> **EXERCISE OBJECTIVE**
Look through the data below, and copy each line that carries the word "additions".

> **PROVIDED ENTRIES**
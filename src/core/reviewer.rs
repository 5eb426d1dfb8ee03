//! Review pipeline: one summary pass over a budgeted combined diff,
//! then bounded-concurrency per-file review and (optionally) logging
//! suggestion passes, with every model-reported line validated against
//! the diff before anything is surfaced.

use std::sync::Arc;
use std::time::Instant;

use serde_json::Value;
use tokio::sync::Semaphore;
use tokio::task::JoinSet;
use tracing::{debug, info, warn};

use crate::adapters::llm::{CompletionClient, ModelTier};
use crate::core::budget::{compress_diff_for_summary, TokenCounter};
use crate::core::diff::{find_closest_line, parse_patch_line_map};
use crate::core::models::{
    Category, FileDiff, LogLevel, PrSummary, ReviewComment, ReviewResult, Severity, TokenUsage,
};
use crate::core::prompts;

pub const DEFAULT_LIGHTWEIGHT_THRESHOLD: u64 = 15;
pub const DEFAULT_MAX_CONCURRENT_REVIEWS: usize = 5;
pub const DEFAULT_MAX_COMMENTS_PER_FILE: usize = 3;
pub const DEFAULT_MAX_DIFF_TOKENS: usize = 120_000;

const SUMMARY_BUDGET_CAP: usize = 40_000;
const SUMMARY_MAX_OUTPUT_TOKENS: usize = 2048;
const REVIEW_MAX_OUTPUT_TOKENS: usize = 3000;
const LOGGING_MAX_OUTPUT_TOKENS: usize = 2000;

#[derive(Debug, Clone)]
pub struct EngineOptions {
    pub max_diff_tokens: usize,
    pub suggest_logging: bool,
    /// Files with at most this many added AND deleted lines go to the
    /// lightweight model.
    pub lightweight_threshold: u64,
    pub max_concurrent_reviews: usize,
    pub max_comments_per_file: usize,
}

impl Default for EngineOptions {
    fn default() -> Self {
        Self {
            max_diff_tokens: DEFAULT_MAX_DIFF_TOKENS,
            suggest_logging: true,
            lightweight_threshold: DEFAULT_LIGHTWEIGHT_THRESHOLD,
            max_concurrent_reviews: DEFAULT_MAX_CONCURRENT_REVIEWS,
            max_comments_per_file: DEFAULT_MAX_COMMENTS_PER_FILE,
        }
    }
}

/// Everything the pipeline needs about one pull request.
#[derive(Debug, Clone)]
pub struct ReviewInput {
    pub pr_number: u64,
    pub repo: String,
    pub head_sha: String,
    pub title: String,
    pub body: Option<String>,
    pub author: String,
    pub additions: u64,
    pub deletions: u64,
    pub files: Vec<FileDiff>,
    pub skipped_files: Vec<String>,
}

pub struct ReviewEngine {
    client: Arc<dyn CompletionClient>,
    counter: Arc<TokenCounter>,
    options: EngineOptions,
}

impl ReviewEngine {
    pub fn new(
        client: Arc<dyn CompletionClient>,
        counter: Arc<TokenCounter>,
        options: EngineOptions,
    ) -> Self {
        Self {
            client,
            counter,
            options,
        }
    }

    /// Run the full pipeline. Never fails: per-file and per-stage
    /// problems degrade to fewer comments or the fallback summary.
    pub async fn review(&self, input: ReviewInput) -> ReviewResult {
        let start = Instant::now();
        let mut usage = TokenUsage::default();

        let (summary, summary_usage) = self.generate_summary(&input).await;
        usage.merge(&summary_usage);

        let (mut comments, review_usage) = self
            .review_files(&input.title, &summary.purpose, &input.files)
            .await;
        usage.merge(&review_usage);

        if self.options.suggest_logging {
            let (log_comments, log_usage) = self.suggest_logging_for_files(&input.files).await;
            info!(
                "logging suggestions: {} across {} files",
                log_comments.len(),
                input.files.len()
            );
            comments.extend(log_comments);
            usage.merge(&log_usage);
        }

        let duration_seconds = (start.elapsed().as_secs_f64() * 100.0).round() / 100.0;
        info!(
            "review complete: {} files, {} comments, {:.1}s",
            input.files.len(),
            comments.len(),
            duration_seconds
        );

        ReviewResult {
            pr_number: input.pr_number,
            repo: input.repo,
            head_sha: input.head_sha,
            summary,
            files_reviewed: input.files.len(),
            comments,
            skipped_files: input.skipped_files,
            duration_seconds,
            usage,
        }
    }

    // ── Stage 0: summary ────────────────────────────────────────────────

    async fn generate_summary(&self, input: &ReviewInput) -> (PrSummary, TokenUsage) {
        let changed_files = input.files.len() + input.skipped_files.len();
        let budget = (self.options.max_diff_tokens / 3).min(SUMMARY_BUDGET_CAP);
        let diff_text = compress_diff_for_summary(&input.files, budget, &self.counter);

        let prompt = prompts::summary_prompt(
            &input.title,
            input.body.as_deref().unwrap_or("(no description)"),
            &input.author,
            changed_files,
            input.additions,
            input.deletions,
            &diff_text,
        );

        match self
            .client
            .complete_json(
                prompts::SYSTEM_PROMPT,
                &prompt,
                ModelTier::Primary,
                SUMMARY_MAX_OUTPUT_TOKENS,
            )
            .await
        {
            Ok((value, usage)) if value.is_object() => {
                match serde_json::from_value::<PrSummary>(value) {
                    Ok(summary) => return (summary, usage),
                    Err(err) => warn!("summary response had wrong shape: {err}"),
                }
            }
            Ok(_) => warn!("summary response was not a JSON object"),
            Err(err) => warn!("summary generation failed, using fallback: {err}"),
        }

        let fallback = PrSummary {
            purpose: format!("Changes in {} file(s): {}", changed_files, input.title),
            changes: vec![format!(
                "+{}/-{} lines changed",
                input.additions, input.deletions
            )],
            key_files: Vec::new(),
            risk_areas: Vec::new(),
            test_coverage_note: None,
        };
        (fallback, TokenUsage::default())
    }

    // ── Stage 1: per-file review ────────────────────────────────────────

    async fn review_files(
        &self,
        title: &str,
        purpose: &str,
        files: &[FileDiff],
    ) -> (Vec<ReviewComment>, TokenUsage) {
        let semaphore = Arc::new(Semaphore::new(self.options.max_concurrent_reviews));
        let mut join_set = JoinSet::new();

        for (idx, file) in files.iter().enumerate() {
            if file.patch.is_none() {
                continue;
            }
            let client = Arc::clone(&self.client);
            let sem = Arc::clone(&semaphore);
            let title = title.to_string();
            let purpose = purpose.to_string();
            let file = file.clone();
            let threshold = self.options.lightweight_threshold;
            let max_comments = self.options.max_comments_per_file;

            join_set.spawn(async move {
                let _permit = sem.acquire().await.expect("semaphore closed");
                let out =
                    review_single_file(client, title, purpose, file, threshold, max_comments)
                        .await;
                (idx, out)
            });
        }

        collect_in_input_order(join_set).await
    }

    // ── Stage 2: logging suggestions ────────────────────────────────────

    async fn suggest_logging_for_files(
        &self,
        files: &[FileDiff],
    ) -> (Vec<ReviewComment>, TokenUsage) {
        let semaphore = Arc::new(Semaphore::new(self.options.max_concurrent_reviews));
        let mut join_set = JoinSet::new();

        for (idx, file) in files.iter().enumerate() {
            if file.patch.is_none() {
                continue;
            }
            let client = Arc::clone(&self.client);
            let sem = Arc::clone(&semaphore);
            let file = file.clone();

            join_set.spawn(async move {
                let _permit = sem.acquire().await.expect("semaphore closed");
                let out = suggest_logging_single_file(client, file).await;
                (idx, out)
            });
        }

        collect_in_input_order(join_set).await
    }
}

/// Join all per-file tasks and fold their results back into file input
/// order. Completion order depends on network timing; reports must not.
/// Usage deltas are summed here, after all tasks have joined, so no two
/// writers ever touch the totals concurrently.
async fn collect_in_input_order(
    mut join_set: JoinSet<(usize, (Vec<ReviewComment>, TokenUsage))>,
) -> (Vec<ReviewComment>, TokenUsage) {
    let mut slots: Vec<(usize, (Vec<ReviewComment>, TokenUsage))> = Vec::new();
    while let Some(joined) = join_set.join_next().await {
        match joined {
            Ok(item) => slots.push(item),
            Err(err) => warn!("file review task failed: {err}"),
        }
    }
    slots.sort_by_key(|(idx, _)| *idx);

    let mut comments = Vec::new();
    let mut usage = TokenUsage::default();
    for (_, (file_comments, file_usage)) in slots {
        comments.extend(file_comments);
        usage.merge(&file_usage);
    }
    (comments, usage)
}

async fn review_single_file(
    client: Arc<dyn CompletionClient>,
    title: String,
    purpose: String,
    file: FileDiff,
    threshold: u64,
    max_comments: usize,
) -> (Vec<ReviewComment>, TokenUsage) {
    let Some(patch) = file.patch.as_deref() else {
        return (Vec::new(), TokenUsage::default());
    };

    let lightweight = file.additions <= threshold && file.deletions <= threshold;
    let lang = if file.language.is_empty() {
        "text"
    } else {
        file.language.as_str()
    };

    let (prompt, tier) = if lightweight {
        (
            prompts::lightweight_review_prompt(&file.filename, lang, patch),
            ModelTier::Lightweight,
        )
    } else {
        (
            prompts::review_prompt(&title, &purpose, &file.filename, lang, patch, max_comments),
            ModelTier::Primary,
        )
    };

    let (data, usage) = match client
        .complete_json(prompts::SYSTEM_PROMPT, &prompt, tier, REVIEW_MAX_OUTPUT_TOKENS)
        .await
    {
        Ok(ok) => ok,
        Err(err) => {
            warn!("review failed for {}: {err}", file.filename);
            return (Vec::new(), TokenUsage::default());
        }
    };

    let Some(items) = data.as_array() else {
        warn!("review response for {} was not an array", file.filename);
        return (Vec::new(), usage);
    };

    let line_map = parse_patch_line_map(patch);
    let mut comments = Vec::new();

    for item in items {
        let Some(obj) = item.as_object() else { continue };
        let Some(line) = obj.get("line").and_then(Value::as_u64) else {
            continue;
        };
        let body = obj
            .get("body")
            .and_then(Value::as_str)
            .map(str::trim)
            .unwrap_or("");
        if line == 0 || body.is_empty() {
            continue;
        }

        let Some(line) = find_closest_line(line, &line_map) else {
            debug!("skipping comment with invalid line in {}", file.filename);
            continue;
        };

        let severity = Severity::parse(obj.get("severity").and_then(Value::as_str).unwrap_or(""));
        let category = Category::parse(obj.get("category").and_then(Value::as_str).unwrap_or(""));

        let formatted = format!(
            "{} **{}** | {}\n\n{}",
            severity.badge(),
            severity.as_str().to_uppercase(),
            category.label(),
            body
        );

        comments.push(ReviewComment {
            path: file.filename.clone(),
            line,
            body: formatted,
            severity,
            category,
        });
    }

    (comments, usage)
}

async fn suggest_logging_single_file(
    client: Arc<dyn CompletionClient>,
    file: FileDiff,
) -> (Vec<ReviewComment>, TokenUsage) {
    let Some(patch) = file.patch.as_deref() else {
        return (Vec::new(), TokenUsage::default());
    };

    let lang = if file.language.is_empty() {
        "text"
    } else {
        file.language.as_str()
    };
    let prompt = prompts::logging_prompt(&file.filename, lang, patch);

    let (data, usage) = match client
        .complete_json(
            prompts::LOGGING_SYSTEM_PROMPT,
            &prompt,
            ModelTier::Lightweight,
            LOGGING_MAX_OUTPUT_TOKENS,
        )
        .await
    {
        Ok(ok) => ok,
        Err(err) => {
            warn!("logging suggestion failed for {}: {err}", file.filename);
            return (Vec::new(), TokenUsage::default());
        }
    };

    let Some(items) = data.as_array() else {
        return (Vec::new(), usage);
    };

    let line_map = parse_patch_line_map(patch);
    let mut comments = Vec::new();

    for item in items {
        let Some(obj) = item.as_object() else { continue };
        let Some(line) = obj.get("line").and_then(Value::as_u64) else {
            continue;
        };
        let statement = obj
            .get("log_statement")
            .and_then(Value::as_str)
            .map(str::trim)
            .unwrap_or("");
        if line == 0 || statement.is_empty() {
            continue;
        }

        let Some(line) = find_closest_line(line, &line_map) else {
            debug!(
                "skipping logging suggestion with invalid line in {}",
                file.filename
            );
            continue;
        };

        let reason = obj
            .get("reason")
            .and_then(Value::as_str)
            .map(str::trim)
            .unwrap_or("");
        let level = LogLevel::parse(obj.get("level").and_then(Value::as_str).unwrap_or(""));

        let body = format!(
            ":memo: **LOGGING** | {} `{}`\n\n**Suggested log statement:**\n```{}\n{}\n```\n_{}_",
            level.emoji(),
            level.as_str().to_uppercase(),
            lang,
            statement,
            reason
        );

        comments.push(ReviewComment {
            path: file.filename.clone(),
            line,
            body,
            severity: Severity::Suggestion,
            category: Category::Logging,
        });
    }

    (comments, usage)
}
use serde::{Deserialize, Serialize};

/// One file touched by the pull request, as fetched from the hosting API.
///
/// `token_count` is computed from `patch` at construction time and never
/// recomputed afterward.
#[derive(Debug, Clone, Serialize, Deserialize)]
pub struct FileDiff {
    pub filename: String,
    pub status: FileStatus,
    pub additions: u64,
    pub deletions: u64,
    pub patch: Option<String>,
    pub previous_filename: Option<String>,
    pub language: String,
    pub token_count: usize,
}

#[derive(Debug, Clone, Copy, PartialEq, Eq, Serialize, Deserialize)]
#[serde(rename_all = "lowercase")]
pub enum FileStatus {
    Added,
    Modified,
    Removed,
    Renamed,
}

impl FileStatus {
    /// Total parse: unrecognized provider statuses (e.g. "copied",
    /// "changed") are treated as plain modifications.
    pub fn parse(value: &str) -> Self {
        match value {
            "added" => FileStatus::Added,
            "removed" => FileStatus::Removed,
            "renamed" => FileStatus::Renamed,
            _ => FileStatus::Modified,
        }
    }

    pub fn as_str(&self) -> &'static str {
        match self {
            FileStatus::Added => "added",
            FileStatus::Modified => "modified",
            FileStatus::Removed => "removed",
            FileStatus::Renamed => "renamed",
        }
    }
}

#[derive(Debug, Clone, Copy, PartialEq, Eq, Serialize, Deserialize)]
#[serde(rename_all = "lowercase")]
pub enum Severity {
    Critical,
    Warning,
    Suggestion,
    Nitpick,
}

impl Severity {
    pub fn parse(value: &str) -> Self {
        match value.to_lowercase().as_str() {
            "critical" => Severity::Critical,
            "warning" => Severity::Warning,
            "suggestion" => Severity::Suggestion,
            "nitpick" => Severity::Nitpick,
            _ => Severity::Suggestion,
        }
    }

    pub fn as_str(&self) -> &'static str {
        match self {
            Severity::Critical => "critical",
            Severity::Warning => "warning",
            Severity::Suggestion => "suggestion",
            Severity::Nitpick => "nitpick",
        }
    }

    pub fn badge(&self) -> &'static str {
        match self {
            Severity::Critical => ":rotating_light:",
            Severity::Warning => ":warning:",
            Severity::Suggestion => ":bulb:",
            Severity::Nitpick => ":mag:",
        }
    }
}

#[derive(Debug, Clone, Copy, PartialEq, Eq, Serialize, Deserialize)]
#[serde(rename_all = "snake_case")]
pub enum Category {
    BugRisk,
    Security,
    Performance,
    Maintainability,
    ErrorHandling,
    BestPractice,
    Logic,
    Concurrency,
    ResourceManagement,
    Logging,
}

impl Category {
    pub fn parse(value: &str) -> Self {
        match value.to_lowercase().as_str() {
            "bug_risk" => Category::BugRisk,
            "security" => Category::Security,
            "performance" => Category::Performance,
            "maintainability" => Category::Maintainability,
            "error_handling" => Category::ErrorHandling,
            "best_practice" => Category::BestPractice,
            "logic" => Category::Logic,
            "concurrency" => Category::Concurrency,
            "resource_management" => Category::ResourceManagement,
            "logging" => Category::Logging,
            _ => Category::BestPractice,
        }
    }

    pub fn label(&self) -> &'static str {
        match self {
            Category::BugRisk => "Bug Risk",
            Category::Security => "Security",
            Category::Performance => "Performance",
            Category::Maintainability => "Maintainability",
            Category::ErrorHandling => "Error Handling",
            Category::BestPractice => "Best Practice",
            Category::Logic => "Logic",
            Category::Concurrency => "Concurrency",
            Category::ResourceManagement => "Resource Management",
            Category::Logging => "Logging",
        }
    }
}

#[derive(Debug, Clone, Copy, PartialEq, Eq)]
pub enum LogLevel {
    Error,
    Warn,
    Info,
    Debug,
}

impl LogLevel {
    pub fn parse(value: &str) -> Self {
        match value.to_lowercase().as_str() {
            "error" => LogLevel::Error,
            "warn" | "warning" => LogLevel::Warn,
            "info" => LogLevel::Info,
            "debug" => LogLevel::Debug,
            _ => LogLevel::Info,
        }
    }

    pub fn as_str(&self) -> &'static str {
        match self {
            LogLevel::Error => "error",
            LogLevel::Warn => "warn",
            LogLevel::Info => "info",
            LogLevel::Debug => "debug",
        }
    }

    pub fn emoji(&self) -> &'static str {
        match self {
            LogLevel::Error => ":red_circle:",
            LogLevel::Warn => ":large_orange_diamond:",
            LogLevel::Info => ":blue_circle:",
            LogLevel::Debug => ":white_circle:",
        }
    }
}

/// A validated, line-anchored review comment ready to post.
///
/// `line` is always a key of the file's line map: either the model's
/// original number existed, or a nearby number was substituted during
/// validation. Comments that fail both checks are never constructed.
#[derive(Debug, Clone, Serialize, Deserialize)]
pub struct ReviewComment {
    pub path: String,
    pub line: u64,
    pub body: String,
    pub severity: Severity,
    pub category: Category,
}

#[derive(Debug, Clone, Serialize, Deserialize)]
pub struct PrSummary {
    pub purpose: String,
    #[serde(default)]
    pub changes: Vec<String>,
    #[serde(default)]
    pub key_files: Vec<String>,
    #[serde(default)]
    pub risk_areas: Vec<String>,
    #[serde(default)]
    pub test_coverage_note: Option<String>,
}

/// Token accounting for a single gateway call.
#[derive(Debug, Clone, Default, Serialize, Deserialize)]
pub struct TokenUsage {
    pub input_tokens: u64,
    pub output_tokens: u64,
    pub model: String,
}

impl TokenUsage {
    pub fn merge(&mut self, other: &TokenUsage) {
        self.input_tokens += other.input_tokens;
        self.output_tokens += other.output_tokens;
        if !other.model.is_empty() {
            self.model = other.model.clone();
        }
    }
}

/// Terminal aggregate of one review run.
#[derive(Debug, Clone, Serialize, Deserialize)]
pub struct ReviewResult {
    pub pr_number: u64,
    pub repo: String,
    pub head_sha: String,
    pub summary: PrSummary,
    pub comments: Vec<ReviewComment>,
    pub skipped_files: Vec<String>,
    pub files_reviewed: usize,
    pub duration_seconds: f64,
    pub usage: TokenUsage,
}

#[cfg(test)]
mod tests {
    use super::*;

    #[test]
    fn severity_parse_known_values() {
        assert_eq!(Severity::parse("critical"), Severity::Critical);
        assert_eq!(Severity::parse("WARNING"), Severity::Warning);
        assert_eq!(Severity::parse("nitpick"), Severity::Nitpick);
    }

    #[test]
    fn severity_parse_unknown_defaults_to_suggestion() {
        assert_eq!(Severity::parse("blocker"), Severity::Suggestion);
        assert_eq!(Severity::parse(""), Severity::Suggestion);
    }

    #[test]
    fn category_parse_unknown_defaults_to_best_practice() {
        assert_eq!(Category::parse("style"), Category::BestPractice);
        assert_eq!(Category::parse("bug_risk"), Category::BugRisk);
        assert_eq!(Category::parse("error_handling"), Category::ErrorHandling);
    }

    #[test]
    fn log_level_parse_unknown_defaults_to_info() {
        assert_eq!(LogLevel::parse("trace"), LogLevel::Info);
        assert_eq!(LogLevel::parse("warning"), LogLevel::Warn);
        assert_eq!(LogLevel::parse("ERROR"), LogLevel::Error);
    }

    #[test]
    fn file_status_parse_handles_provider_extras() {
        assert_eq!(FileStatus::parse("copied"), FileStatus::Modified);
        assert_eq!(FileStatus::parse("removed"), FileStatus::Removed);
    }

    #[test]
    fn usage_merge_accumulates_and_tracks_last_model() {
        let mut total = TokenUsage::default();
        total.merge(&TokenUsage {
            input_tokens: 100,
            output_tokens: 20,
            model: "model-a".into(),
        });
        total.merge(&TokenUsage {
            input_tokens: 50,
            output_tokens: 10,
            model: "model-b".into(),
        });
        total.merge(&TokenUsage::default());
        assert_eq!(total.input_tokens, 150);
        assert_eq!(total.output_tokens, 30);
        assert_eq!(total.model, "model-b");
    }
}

...

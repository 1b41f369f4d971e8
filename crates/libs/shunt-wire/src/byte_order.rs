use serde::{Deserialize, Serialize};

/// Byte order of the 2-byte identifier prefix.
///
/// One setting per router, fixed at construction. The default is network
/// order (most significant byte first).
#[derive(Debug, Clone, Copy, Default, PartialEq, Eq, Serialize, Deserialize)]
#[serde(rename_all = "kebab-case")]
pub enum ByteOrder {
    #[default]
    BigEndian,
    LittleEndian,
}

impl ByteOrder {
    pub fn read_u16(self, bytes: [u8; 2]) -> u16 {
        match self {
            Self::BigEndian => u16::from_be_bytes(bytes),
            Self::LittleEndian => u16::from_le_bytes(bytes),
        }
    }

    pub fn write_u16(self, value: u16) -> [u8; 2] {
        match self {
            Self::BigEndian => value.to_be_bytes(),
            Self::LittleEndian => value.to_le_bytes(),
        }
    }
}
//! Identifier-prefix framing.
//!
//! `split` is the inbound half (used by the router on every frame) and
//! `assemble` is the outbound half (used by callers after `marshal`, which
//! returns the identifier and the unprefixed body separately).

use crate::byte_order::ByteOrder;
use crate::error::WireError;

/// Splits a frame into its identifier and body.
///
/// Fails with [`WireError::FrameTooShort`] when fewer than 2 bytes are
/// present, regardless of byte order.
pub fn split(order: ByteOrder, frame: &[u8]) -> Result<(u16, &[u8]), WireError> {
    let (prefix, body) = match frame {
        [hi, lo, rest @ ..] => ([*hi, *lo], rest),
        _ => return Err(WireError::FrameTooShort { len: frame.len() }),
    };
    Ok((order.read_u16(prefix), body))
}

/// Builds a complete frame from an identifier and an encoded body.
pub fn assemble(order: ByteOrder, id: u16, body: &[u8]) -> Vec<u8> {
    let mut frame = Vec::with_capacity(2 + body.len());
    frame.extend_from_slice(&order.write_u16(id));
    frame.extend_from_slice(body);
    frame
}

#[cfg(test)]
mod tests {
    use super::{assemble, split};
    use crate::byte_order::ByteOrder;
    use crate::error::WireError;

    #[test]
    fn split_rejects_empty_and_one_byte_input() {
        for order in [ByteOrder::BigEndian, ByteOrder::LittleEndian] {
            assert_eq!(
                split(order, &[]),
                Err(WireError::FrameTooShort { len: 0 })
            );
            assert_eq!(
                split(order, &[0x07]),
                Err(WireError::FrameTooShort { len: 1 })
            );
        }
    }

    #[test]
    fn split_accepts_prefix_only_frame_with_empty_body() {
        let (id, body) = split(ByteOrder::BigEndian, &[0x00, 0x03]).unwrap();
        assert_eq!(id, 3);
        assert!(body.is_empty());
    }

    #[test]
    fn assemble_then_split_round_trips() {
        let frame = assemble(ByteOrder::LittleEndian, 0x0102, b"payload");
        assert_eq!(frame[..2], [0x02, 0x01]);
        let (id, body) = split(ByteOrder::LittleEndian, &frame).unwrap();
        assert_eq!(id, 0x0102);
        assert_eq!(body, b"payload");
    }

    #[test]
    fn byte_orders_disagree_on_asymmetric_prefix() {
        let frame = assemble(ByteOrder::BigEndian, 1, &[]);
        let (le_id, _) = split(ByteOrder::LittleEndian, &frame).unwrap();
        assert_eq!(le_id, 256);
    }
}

> **RESULT**
    pub additions: u64,
            input.additions,
                input.additions, input.deletions
    let lightweight = file.additions <= threshold && file.deletions <= threshold;
    pub additions: u64,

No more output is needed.